Önce, dünyanın bütün medeni ülkelerinin üzerinde birleştiği önemli bir noktanın altını çizelim: Terör insanlık suçudur. Teröristler ise, insanlığa karşı savaş açan katiller ve canilerdir.
Var mı bir itirazı olan?..
Olmaz ve olamaz. Olsa da zaten dillendiremez. Bugüne kadar yaşananlarla ve tecrübelerle sabit: Terör destekçileri, sürekli olarak maskelerle çıkarlar toplumun karşısına. “İnsan hakları” derler, “barış” derler, “haktan, hukuktan, adaletten” bahsederler. Hep iyinin ve güzelin arkasına saklanır onlar.

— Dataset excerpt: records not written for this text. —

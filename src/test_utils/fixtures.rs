//! Update archive fixtures.

use std::io::{Cursor, Write};
use std::path::Path;
use zip::write::SimpleFileOptions;

/// One entry of a test archive, stored with a Unix mode.
#[derive(Debug, Clone)]
pub struct ZipEntry {
    name: String,
    contents: Option<Vec<u8>>,
    mode: u32,
}

impl ZipEntry {
    pub fn file(name: &str, contents: &[u8], mode: u32) -> Self {
        Self {
            name: name.to_string(),
            contents: Some(contents.to_vec()),
            mode,
        }
    }

    /// A directory entry; `name` should end with `/`.
    pub fn dir(name: &str, mode: u32) -> Self {
        Self {
            name: name.to_string(),
            contents: None,
            mode,
        }
    }
}

/// Zip `entries` in order into memory. Names are stored verbatim, including
/// hostile ones such as `../escape`.
pub fn zip_bytes(entries: &[ZipEntry]) -> Vec<u8> {
    let mut writer = zip::ZipWriter::new(Cursor::new(Vec::new()));
    for entry in entries {
        let options = SimpleFileOptions::default().unix_permissions(entry.mode);
        match &entry.contents {
            Some(contents) => {
                writer.start_file(entry.name.as_str(), options).expect("start zip entry");
                writer.write_all(contents).expect("write zip entry");
            }
            None => {
                writer.add_directory(entry.name.as_str(), options).expect("add zip directory");
            }
        }
    }
    writer.finish().expect("finish zip").into_inner()
}

/// Write an archive of `entries` to `path`.
pub fn write_zip(path: &Path, entries: &[ZipEntry]) {
    std::fs::write(path, zip_bytes(entries)).expect("write zip file");
}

Sorarsanız, tamamı “barış” yanlısıdır!..
Aslında “barıştan” bahsetmeleri bile, terör destekçiliğidir. Terör söz konusu olduğunda “barış” kelimesinin kullanılması, sübliminal bir mesajdır. Teröristlerle toplumun meşru güçlerini aynı kefeye koymaktır. Teröre ve teröriste haklılık kazandırmaktır. “Bir araya gelin, oturun, görüşün ve anlaşın” demektir.
Kimlerle?..
Devletin temeline dinamit yerleştirenlerle! İnsanlara kahpe tuzaklar düzenleyenlerle! Bombalı saldırılarla kadın, yaşlı, çocuk ve sivil demeden masum insanları katledenlerle! Kısacası, insanlık düşmanlarıyla!
***
Bu “barış” yanlıları, terör saldırıları karşısında hep suskun kalırlar. Bombalı saldırılarda masum insanların kafa, kol ve bacakları koparken seslerini çıkartmazlar.

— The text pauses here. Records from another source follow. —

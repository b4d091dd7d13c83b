//! Full update attempts against in-memory release and asset servers.

use crate::common::{INSTALLED, TestHost};
use semver::Version;
use sha2::{Digest, Sha256};
use srat_updater::core::UpdateError;
use srat_updater::test_utils::{FakeTransport, release};
use srat_updater::upgrade::{
    Release, RemoteAsset, RestartStrategy, UpdateChannel, UpdateOutcome, UpdatePackage,
    UpdateStatus,
};
use tokio_util::sync::CancellationToken;

const ASSET_URL: &str =
    "https://github.com/dianlight/srat/releases/download/2025.6.1/srat_x86_64.zip";

fn published() -> Vec<Release> {
    vec![
        release("2025.6.2-dev003", true, &["srat_x86_64.zip"]),
        release("2025.6.1", false, &["srat_x86_64.zip", "srat_aarch64.zip"]),
        release("2025.5.0", false, &["srat_x86_64.zip"]),
    ]
}

fn with_digest(body: &[u8], digest: String) -> Vec<Release> {
    vec![Release {
        tag_name: "2025.6.1".to_string(),
        prerelease: false,
        draft: false,
        assets: vec![RemoteAsset {
            name: "srat_x86_64.zip".to_string(),
            browser_download_url: ASSET_URL.to_string(),
            size: body.len() as u64,
            digest: Some(digest),
        }],
    }]
}

#[tokio::test]
async fn test_signed_release_is_installed_and_restarted() {
    let host = TestHost::new();
    let bundle = host.signed_bundle(b"srat 2025.6.1");
    let transport = FakeTransport::new().with_response(ASSET_URL, 200, bundle);
    let service = host.service(UpdateChannel::Release, Some(published()), transport);

    let outcome = service.run_cycle(&CancellationToken::new()).await.unwrap();
    let UpdateOutcome::Installed(asset) = outcome else {
        panic!("expected an install, got {outcome:?}");
    };
    assert_eq!(asset.last_release, "2025.6.1");

    assert_eq!(host.read("srat"), b"srat 2025.6.1");
    assert_eq!(host.read("srat.old"), INSTALLED);
    assert_eq!(host.read("static/index.html"), b"<html></html>");
    assert!(host.data_leftovers().is_empty(), "{:?}", host.data_leftovers());

    assert_eq!(host.restarter.calls(), vec![(RestartStrategy::ReExec, host.target.clone())]);
    assert_eq!(host.sink.statuses().last(), Some(&UpdateStatus::InstallComplete));
    assert!(host.sink.values().iter().all(|v| v.error_message.is_none()));
}

#[tokio::test]
async fn test_matching_published_digest_is_accepted() {
    let host = TestHost::new();
    let bundle = host.signed_bundle(b"srat 2025.6.1");
    let digest = format!("sha256:{}", hex::encode(Sha256::digest(&bundle)));
    let releases = with_digest(&bundle, digest);
    let transport = FakeTransport::new().with_response(ASSET_URL, 200, bundle);
    let service = host.service(UpdateChannel::Release, Some(releases), transport);

    let outcome = service.update_now(&CancellationToken::new(), false).await.unwrap();
    assert!(matches!(outcome, UpdateOutcome::Installed(_)));
    assert_eq!(host.read("srat"), b"srat 2025.6.1");
}

#[tokio::test]
async fn test_published_digest_mismatch_aborts_before_extraction() {
    let host = TestHost::new();
    let bundle = host.signed_bundle(b"srat 2025.6.1");
    let releases = with_digest(&bundle, format!("sha256:{}", "00".repeat(32)));
    let transport = FakeTransport::new().with_response(ASSET_URL, 200, bundle);
    let service = host.service(UpdateChannel::Release, Some(releases), transport);

    let err = service.run_cycle(&CancellationToken::new()).await.unwrap_err();
    assert!(matches!(err, UpdateError::DownloadFailed { .. }), "{err}");
    assert_eq!(host.read("srat"), INSTALLED);
    assert!(host.data_leftovers().is_empty(), "{:?}", host.data_leftovers());

    let statuses = host.sink.statuses();
    assert!(!statuses.contains(&UpdateStatus::Extracting));
    assert_eq!(statuses.last(), Some(&UpdateStatus::Failed));
    assert!(host.restarter.calls().is_empty());
}

#[tokio::test]
async fn test_release_api_offline_is_not_a_failure() {
    let host = TestHost::new();
    let transport = FakeTransport::new();
    let calls = transport.calls();
    let service = host.service(UpdateChannel::Release, None, transport);

    let outcome = service.run_cycle(&CancellationToken::new()).await.unwrap();
    assert!(matches!(outcome, UpdateOutcome::UpToDate(_)));
    assert_eq!(host.sink.statuses(), vec![UpdateStatus::Checking, UpdateStatus::NoUpgrade]);
    assert_eq!(calls.load(std::sync::atomic::Ordering::SeqCst), 0);
}

#[tokio::test]
async fn test_only_older_releases_means_up_to_date() {
    let host = TestHost::new();
    let releases = vec![
        release("2025.5.0", false, &["srat_x86_64.zip"]),
        release("2025.4.2", false, &["srat_x86_64.zip"]),
    ];
    let service = host.service(UpdateChannel::Release, Some(releases), FakeTransport::new());

    let outcome = service.check_now().await.unwrap();
    assert!(matches!(outcome, UpdateOutcome::UpToDate(_)), "{outcome:?}");
}

#[tokio::test]
async fn test_removed_asset_reports_http_status() {
    let host = TestHost::new();
    let service = host.service(UpdateChannel::Release, Some(published()), FakeTransport::new());

    let err = service.update_now(&CancellationToken::new(), true).await.unwrap_err();
    assert!(
        matches!(err, UpdateError::DownloadFailed { status: Some(404), .. }),
        "unexpected error: {err}"
    );
    let failure = host.sink.values().into_iter().last().unwrap();
    assert_eq!(failure.status, UpdateStatus::Failed);
    assert!(failure.error_message.is_some());
    assert_eq!(host.read("srat"), INSTALLED);
}

#[tokio::test]
async fn test_cancelled_attempt_installs_nothing() {
    let host = TestHost::new();
    let bundle = host.signed_bundle(b"srat 2025.6.1");
    let transport = FakeTransport::new().with_response(ASSET_URL, 200, bundle);
    let service = host.service(UpdateChannel::Release, Some(published()), transport);

    let token = CancellationToken::new();
    token.cancel();
    let err = service.update_now(&token, true).await.unwrap_err();
    assert_eq!(err, UpdateError::Cancelled);
    assert_eq!(host.read("srat"), INSTALLED);
    assert!(!host.bin_dir.join("srat.old").exists());
}

#[tokio::test]
async fn test_install_without_restart() {
    let host = TestHost::new();
    let bundle = host.signed_bundle(b"srat 2025.6.1");
    let transport = FakeTransport::new().with_response(ASSET_URL, 200, bundle);
    let service = host.service(UpdateChannel::Release, Some(published()), transport);

    service.update_now(&CancellationToken::new(), false).await.unwrap();
    assert_eq!(host.read("srat"), b"srat 2025.6.1");
    assert!(host.restarter.calls().is_empty());

    service.rollback(&CancellationToken::new()).await.unwrap();
    assert_eq!(host.read("srat"), INSTALLED);
}

#[tokio::test]
async fn test_overseer_update_replaces_watched_binary_only() {
    let host = TestHost::new();
    let build = host.bin_dir.join("build").join("srat");
    std::fs::create_dir_all(build.parent().unwrap()).unwrap();
    std::fs::write(&build, b"srat develop build").unwrap();
    let overseer = host.bin_dir.join("overseer").join("srat");
    std::fs::create_dir_all(overseer.parent().unwrap()).unwrap();
    std::fs::write(&overseer, b"srat watched").unwrap();

    let installer = host.installer(UpdateChannel::Develop, Some(Version::new(2025, 6, 3)));
    let pkg = UpdatePackage::from_local_binary(&host.data_dir, &build).unwrap();
    installer.install_overseer_update(pkg, &overseer).await.unwrap();

    assert_eq!(std::fs::read(&overseer).unwrap(), b"srat develop build");
    assert_eq!(host.read("srat"), INSTALLED);
    assert!(host.restarter.calls().is_empty());
}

Elbette açıktan desteklemezler, ama sempatiyle bakarlar onlara. Sağdan, soldan dolanarak ve çaktırmadan destek atışları bile yaparlar.
Devlet kanun hâkimiyetini sağlamak, suçsuz ve günahsız insanları korumak için adım attığında da bağırmaya başlarlar…
Söyledikleri ise, klişeleşmiştir artık:
“İnsanlık onuru” derler. “İfade özgürlüğü” kavramının ardına sığınırlar. “Demokratik haklardan” bahsederler. “Toplantı ve gösteri yürüyüşü hakkımız engellenemez” sloganları atarlar. Eskiden “ajitasyon faaliyeti” denirdi yaptıklarına, bugün ise “algı operasyonu” adı veriliyor.
Kısacası, yalanda, riyada, sahtekârlıkta, akı kara, karayı da ak diye topluma sunmakta sınır tanımaz bunlar.
***
Şimdi de Türk Tabipler Birliği ile uğraşıyoruz…
Emperyalistler dalga dalga gelip, sınırlarımızın dibine, Suriye’ye oturdular. Okyanus ötesinden getirdikleri silahları yığdılar oraya. Terör örgütleriyle işbirliği yaptılar. İnsanlık dışı metotlarla insanları yerlerinden, yurtlarından ettiler. Kan ve gözyaşı ürettiler. Sınırımızın karşı tarafını köstebek yuvasına çevirip, Türkiye’ye karşı mevzilendiler. Roketler fırlattılar bu tarafa, insanlarımızı katlettiler.
Çıt çıkmadı Türk Tabipler Birliği’nden. Kıllarını bile kıpırdatmadılar.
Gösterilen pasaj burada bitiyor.